A conversation program with acclaimed artist Kiki Smith and Dr. Alexander Nagel of the Institute of Fine Arts responding to the medieval manuscripts in the current exhibition, Crossing Borders: Manuscripts from the Bodleian Libraries, will take place on Thursday, January 17 at 6:30 pm at The Jewish Museum. In Writers & Artists Respond: Kiki Smith and Dr. Alexander Nagel, Smith and Nagel will use their individual artistic and research practices to frame the discussion. =Nagel's most recently published work, Medieval Modern: Art out of Time (2012, Thames and Hudson), will be available for purchase in the Museum's Cooper Shop after the event. This program continues Writers and Artists Respond, a series of thought provoking discussions and performances by artists, musicians and writers in The Jewish Museum's galleries.
Tickets for the January 17 conversation are FREE with Museum admission. A limited number of stools will be provided to attendees on a first come-first served basis. For further information, the public may visit TheJewishMuseum.org/publicprograms.
Kiki Smith. Photo courtesy Kiki Smith Studio and Pace Gallery, 2011
Kiki Smith is an artist of international prominence whose career has spanned over three decades. She is a leading figure among artists addressing philosophical, social, and spiritual aspects of human nature. Her explorations of the human condition, the body, and the realms of spirituality and nature have resulted in works of exceptional power and beauty spanning mediums from sculpture and printmaking to installation and textiles. Recent major projects include Chorus (2012) in Times Square, and a monumental staiNed Glass window for the Eldridge Street Synagogue in New York's Lower East Side, designed in collaboration with architect Deborah Gans (2010). Smith has been the subject of more than 150 solo exhibitions internationally, and her work has been included multiple times in the Whitney Biennial, La Biennale di Firenze and La Biennale di VeneziA. Smith's work is held in more than 50 important public collections internationally. Her many accolades include the Theo Westenberger Women of Excellence Award (2010); Nelson A. Rockefeller Award, Purchase College School of the Arts (2010); Women in the Arts Award, Brooklyn Museum (2009); and the 50th Edward MacDowell Medal (2009). Smith was elected a member of the American Academy of Arts and Letters, New York, in 2005. In 2006, TIME Magazine named her one of the "TIME 100: The People Who Shape Our World." Kiki Smith lives and works in New York City.

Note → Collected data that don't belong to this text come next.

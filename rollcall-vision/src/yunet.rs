//! YuNet detector post-processing.
//!
//! YuNet is anchor-free. For each stride (8, 16, 32) it predicts, per grid
//! cell, a class score, an objectness score, a box and five landmarks:
//!
//! ```text
//! score = sqrt(clamp(cls) * clamp(obj))
//! cx    = (col + dx) * stride        w = exp(dw) * stride
//! cy    = (row + dy) * stride        h = exp(dh) * stride
//! lm_x  = (col + lx) * stride        lm_y = (row + ly) * stride
//! ```
//!
//! Output tensors come in the order cls_8, cls_16, cls_32, obj_8, obj_16,
//! obj_32, bbox_8, bbox_16, bbox_32, kps_8, kps_16, kps_32.

use anyhow::Result;
use ndarray::Array2;

pub const STRIDES: [usize; 3] = [8, 16, 32];
const OUTPUTS_PER_KIND: usize = STRIDES.len();

#[derive(Debug, Clone)]
pub struct RawDetection {
    pub bbox: [f32; 4], // x, y, w, h (normalized [0,1])
    pub score: f32,
    pub landmarks: [f32; 10], // normalized [0,1]
}

/// Predictions of one stride, one row per grid cell.
#[derive(Debug, Clone)]
pub struct StrideHead {
    pub stride: usize,
    pub scores: Array2<f32>,    // [cells, 1], already combined
    pub boxes: Array2<f32>,     // [cells, 4]
    pub landmarks: Array2<f32>, // [cells, 10]
}

impl StrideHead {
    pub fn grid_size(&self, input_size: usize) -> usize {
        input_size / self.stride
    }
}

/// Split the 12 raw YuNet outputs into one [`StrideHead`] per stride.
pub fn parse_outputs(outputs: &[(&[i64], &[f32])], input_size: usize) -> Result<Vec<StrideHead>> {
    if outputs.len() < 4 * OUTPUTS_PER_KIND {
        anyhow::bail!(
            "YuNet produced {} outputs, expected {}",
            outputs.len(),
            4 * OUTPUTS_PER_KIND
        );
    }

    STRIDES
        .iter()
        .enumerate()
        .map(|(k, &stride)| {
            let grid = input_size / stride;
            let cells = grid * grid;
            let cls = head_tensor(outputs, k, cells, 1, "cls")?;
            let obj = head_tensor(outputs, k + OUTPUTS_PER_KIND, cells, 1, "obj")?;
            let boxes = head_tensor(outputs, k + 2 * OUTPUTS_PER_KIND, cells, 4, "bbox")?;
            let landmarks = head_tensor(outputs, k + 3 * OUTPUTS_PER_KIND, cells, 10, "kps")?;

            let mut scores = cls;
            scores.zip_mut_with(&obj, |c, &o| {
                *c = (c.clamp(0.0, 1.0) * o.clamp(0.0, 1.0)).sqrt();
            });

            Ok(StrideHead {
                stride,
                scores,
                boxes,
                landmarks,
            })
        })
        .collect()
}

fn head_tensor(
    outputs: &[(&[i64], &[f32])],
    index: usize,
    cells: usize,
    cols: usize,
    kind: &str,
) -> Result<Array2<f32>> {
    let (shape, data) = outputs[index];
    let shape_ok = shape.len() == 3
        && shape[0] == 1
        && shape[1] as usize == cells
        && shape[2] as usize == cols;
    if !shape_ok {
        anyhow::bail!(
            "Unexpected {} shape at output {}: {:?}, expected [1, {}, {}]",
            kind,
            index,
            shape,
            cells,
            cols
        );
    }
    Ok(Array2::from_shape_vec((cells, cols), data.to_vec())?)
}

/// Decode every grid cell scoring at least `score_threshold`.
pub fn decode_detections(
    heads: &[StrideHead],
    score_threshold: f32,
    input_size: usize,
) -> Vec<RawDetection> {
    let norm = input_size as f32;
    let mut detections = Vec::new();

    for head in heads {
        let grid = head.grid_size(input_size);
        let stride = head.stride as f32;

        for (idx, &score) in head.scores.column(0).iter().enumerate() {
            if score < score_threshold {
                continue;
            }
            let row = (idx / grid) as f32;
            let col = (idx % grid) as f32;

            let b = head.boxes.row(idx);
            let cx = (col + b[0]) * stride;
            let cy = (row + b[1]) * stride;
            let w = b[2].exp() * stride;
            let h = b[3].exp() * stride;

            let kps = head.landmarks.row(idx);
            let mut landmarks = [0.0f32; 10];
            for p in 0..5 {
                landmarks[p * 2] = (col + kps[p * 2]) * stride / norm;
                landmarks[p * 2 + 1] = (row + kps[p * 2 + 1]) * stride / norm;
            }

            detections.push(RawDetection {
                bbox: [(cx - w / 2.0) / norm, (cy - h / 2.0) / norm, w / norm, h / norm],
                score,
                landmarks,
            });
        }
    }

    detections
}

Alexander Nagel is Professor of Fine Arts at the Institute of Fine Arts, New York University, specializing in Renaissance art and art theory. Previously, he served as Andrew W. Mellon Professor at the Center for Advanced Study in the Visual Arts in Washington, D.C. and as Associate Professor and Canada Research Chair at the University of Toronto. Author of Michelangelo and the Reform of Art, Professor Nagel has published articles in numerous journals, including Artforum, Art Bulletin, The Burlington Magazine, Res: Anthropology and Aesthetics and Cabinet Magazine. In Medieval Modern: Art out of Time, a groundbreaking study offering a radical new reading of art since the Middle Ages, Nagel explores the deep connections between modern and premodern art to reveal the underlying patterns and ideas traversing centuries of artistic practice.
England's Bodleian Library at Oxford University, established by Sir Thomas Bodley in 1602 and now the largest of the University's group of 'Bodleian Libraries', is renowned for its great treasures. Among them is one of the most important collections of medieval Hebrew illuminated manuscripts in the world. The Jewish Museum is presenting Crossing Borders: Manuscripts from the Bodleian Libraries through February 3, 2013. This exhibition features over 60 works - Hebrew, Arabic, and Latin manuscripts - the majority of which have never been seen in the United States. Several paintings and printed books are also on view. Included is the splendid Kennicott Bible, the most lavishly illuminated Hebrew Bible to survive from medieval Spain, as well as two works in the hand of Maimonides, one of the most prominent Jewish philosophers and rabbinic authorities. This exhibition is based on Crossing Borders: Hebrew Manuscripts as a Meeting-place of Cultures co-curated by Piet van Boxel and Sabine Arndt for The Bodleian Library. The New York City presentation has been organized by The Jewish Museum's Curator Claudia Nahson.